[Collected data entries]

+ + + + +

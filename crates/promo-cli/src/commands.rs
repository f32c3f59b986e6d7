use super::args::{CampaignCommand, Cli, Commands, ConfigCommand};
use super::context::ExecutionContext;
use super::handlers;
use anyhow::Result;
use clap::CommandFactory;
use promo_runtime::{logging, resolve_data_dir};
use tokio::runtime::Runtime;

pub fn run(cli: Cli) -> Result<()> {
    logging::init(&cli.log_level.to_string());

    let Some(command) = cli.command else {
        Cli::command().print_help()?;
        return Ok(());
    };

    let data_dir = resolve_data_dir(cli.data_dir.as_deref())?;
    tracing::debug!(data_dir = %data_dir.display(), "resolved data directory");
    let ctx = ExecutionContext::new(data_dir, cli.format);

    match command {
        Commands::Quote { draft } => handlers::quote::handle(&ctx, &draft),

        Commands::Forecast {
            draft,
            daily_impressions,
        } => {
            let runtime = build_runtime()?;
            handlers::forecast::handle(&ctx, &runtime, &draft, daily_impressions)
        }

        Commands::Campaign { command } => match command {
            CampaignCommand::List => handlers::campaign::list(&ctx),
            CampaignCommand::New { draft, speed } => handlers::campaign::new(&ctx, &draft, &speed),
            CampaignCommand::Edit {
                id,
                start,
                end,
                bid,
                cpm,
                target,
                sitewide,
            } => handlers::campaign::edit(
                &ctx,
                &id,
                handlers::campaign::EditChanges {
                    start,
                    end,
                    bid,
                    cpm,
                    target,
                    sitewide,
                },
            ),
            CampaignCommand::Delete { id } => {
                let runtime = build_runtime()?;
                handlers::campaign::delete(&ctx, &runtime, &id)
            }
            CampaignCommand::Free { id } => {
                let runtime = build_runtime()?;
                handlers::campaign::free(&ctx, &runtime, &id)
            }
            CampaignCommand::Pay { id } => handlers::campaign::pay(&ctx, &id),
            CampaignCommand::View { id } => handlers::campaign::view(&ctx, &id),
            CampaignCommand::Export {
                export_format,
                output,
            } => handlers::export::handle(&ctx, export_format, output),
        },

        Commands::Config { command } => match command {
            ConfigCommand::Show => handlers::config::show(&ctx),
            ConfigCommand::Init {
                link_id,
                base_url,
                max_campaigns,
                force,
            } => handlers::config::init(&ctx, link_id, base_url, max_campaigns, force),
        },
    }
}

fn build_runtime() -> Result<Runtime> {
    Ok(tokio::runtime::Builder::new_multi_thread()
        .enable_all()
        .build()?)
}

+ + + + +

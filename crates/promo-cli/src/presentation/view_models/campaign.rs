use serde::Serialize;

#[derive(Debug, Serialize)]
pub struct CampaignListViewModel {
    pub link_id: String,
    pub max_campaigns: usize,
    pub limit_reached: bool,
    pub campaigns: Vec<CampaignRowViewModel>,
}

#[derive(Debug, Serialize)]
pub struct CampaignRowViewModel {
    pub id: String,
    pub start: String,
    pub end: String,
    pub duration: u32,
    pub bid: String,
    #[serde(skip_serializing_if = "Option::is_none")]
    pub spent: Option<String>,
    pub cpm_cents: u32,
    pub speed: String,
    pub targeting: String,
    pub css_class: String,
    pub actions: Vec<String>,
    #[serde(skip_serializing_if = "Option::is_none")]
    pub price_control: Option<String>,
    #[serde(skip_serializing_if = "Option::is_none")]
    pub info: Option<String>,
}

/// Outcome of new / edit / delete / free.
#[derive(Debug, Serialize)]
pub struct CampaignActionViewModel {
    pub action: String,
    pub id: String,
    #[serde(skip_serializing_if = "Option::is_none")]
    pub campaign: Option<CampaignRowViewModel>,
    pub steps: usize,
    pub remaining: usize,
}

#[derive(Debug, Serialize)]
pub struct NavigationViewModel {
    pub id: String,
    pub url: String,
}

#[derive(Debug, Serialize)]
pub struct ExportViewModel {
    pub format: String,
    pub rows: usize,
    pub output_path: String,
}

+ + + + +

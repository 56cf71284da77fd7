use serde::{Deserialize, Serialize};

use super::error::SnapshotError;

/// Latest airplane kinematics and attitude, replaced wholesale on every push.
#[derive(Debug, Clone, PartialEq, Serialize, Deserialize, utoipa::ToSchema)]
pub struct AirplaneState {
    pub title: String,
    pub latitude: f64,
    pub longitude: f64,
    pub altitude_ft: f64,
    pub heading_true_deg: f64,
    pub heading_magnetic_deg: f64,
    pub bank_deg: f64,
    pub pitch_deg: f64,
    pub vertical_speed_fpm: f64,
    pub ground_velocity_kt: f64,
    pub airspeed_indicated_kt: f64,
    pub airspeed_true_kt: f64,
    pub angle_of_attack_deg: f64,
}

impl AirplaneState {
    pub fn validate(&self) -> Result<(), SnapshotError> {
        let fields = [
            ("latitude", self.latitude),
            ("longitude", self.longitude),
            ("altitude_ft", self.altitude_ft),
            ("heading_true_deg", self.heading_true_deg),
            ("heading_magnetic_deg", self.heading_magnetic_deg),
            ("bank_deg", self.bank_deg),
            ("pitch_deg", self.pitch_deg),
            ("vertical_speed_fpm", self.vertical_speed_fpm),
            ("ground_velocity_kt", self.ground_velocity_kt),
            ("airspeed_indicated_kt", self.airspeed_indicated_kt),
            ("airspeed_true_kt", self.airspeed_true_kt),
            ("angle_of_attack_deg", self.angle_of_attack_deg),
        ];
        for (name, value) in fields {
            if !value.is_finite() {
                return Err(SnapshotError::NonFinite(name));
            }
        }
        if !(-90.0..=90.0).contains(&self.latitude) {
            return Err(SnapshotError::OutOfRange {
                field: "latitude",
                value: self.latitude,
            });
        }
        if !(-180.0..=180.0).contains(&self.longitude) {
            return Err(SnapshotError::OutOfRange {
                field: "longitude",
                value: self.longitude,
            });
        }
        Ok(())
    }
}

+ + + + +

- **Problem to work on**
Only the lines above starting with the one with "filename crates/promo-cli/src/commands.rs" and going through the one with "let data_dir = resolve_data_dir(cli.data_dir.as_deref())?;" are to be copied, word for word and with both ends kept.

- **Answer section**
filename crates/promo-cli/src/commands.rs
repository f32c3f59b986e6d7
use super::args::{CampaignCommand, Cli, Commands, ConfigCommand};
use super::context::ExecutionContext;
use super::handlers;
use anyhow::Result;
use clap::CommandFactory;
use promo_runtime::{logging, resolve_data_dir};
use tokio::runtime::Runtime;

pub fn run(cli: Cli) -> Result<()> {
    logging::init(&cli.log_level.to_string());

    let Some(command) = cli.command else {
        Cli::command().print_help()?;
        return Ok(());
    };

    let data_dir = resolve_data_dir(cli.data_dir.as_deref())?;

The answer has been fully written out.